# [THE PROBLEM]
Output, word for word, the lines of this listing that fall between the line with "filename src/lib.rs" and the line with "repository 6cf3976bcffb8be1", counting both of those lines, and no others.

# [DATA FOR REVIEW]
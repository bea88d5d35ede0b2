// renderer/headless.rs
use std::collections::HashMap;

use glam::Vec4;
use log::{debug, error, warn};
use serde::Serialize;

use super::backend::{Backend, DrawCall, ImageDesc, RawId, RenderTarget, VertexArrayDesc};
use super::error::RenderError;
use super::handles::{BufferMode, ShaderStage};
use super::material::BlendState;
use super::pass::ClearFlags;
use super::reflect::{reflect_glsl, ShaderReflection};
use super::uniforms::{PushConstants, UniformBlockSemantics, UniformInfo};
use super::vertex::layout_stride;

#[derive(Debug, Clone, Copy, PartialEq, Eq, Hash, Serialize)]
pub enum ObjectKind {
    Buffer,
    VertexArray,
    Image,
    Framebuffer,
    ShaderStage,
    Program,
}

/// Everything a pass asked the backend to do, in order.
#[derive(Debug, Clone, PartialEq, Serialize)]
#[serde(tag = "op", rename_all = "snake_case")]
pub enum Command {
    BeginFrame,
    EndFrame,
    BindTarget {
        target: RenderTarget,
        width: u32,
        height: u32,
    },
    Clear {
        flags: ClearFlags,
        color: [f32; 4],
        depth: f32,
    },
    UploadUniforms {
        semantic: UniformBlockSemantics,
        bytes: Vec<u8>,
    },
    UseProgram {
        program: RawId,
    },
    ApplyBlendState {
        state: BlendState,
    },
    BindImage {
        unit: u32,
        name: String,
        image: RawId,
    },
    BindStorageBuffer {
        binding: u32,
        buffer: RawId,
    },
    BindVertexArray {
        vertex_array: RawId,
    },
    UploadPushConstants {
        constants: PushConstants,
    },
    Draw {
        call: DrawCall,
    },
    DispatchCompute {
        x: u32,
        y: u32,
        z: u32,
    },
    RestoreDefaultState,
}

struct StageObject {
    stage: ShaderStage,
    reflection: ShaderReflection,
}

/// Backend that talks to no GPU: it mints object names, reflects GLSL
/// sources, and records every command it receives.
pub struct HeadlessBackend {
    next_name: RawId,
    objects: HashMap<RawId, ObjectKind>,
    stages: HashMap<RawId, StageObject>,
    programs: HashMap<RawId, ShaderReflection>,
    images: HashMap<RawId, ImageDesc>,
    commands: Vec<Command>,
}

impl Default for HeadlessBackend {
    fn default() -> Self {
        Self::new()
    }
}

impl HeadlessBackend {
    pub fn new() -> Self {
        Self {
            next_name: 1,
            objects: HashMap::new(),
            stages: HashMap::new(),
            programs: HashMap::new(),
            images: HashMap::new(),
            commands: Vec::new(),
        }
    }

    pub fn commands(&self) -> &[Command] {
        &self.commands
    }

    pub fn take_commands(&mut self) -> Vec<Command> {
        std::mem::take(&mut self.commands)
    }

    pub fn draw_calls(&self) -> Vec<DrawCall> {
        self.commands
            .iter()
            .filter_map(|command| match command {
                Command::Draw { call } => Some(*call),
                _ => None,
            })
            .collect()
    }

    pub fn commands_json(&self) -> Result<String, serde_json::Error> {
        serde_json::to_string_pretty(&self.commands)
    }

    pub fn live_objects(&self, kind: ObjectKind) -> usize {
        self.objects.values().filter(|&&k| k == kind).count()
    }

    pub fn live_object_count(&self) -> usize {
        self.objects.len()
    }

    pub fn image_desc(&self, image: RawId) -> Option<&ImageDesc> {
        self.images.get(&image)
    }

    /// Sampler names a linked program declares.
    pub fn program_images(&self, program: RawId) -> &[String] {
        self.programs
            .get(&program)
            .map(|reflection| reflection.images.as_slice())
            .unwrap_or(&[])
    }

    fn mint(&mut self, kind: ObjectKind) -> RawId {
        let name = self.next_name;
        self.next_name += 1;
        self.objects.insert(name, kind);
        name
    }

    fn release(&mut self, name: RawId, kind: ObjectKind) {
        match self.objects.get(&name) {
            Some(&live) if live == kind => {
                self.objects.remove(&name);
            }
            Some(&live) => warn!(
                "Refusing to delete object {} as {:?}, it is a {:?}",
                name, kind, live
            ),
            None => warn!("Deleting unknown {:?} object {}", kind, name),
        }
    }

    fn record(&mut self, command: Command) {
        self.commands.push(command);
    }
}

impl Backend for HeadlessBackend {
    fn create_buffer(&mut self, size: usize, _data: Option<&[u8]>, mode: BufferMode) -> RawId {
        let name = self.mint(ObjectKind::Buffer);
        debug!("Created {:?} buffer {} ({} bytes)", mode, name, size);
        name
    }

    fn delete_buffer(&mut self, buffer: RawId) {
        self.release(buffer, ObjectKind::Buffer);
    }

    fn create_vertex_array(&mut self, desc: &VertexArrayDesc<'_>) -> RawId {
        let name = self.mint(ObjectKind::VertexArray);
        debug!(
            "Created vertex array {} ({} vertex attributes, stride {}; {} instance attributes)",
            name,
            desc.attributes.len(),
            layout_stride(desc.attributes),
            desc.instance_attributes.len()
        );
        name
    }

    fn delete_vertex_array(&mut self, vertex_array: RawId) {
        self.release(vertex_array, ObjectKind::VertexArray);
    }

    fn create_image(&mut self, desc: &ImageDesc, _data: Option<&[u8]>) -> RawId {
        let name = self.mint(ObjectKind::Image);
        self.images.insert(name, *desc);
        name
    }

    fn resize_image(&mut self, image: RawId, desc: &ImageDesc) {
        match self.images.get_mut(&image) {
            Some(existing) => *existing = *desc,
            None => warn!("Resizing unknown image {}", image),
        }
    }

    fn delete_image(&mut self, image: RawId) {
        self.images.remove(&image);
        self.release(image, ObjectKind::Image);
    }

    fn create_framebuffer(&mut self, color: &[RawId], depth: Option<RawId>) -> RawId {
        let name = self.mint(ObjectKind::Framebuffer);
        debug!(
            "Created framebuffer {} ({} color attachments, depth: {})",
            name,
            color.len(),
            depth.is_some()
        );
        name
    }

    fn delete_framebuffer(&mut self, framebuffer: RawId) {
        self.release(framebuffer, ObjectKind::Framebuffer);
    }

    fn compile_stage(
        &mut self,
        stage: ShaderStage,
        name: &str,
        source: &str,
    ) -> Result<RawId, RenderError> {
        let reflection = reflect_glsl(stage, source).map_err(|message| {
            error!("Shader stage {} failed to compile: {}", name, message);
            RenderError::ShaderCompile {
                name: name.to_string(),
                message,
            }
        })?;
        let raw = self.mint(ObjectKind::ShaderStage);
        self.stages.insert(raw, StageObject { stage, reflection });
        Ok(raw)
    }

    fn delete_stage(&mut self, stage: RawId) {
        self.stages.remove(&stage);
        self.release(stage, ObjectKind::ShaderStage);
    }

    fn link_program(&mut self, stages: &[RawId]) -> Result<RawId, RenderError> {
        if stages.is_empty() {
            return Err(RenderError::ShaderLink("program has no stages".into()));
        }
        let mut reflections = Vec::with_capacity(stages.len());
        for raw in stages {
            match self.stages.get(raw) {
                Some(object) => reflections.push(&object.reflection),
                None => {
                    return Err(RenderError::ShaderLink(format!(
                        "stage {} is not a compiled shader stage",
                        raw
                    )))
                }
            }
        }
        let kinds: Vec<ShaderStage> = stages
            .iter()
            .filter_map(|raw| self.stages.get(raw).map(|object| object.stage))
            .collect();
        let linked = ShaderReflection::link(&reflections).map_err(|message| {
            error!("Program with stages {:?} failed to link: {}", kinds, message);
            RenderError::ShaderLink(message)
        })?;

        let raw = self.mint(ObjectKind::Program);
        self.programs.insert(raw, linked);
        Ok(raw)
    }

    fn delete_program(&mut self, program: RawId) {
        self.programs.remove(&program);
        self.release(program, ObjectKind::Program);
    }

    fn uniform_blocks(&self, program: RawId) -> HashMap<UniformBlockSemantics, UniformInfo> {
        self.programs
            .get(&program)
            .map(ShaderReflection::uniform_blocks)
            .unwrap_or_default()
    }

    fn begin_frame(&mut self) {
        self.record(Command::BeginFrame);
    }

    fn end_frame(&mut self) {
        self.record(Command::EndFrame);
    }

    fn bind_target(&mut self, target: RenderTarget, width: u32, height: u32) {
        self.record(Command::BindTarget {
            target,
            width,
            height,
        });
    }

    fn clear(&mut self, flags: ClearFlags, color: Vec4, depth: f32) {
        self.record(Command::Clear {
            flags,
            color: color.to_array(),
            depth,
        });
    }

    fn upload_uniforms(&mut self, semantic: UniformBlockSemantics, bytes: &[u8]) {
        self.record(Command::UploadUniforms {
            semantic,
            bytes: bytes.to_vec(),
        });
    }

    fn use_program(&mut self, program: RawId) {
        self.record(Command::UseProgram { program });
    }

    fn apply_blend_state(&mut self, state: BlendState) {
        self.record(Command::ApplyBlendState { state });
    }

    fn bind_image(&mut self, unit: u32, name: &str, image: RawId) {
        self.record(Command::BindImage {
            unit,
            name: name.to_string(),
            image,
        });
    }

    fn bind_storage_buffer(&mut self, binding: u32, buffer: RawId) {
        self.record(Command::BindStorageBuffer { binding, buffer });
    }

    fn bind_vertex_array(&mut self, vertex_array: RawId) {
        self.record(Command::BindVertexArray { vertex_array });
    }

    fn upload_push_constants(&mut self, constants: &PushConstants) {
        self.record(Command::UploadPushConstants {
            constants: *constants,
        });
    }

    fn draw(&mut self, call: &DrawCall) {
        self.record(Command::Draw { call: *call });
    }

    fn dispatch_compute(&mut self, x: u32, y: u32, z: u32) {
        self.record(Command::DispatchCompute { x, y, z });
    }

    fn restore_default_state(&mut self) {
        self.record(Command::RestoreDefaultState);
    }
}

---

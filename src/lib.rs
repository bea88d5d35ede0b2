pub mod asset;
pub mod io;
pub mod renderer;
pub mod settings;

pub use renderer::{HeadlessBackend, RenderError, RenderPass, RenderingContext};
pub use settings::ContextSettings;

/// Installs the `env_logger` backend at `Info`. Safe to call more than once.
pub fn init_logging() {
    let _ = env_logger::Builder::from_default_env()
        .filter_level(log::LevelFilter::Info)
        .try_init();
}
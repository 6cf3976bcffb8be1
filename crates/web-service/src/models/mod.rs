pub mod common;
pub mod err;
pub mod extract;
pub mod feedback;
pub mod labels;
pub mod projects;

# [TASK RESULT]
filename src/lib.rs
repository bea88d5d35ede0b2
pub mod asset;
pub mod io;
pub mod renderer;
pub mod settings;

pub use renderer::{HeadlessBackend, RenderError, RenderPass, RenderingContext};
pub use settings::ContextSettings;

/// Installs the `env_logger` backend at `Info`. Safe to call more than once.
pub fn init_logging() {
    let _ = env_logger::Builder::from_default_env()
        .filter_level(log::LevelFilter::Info)
        .try_init();
}
repository 6cf3976bcffb8be1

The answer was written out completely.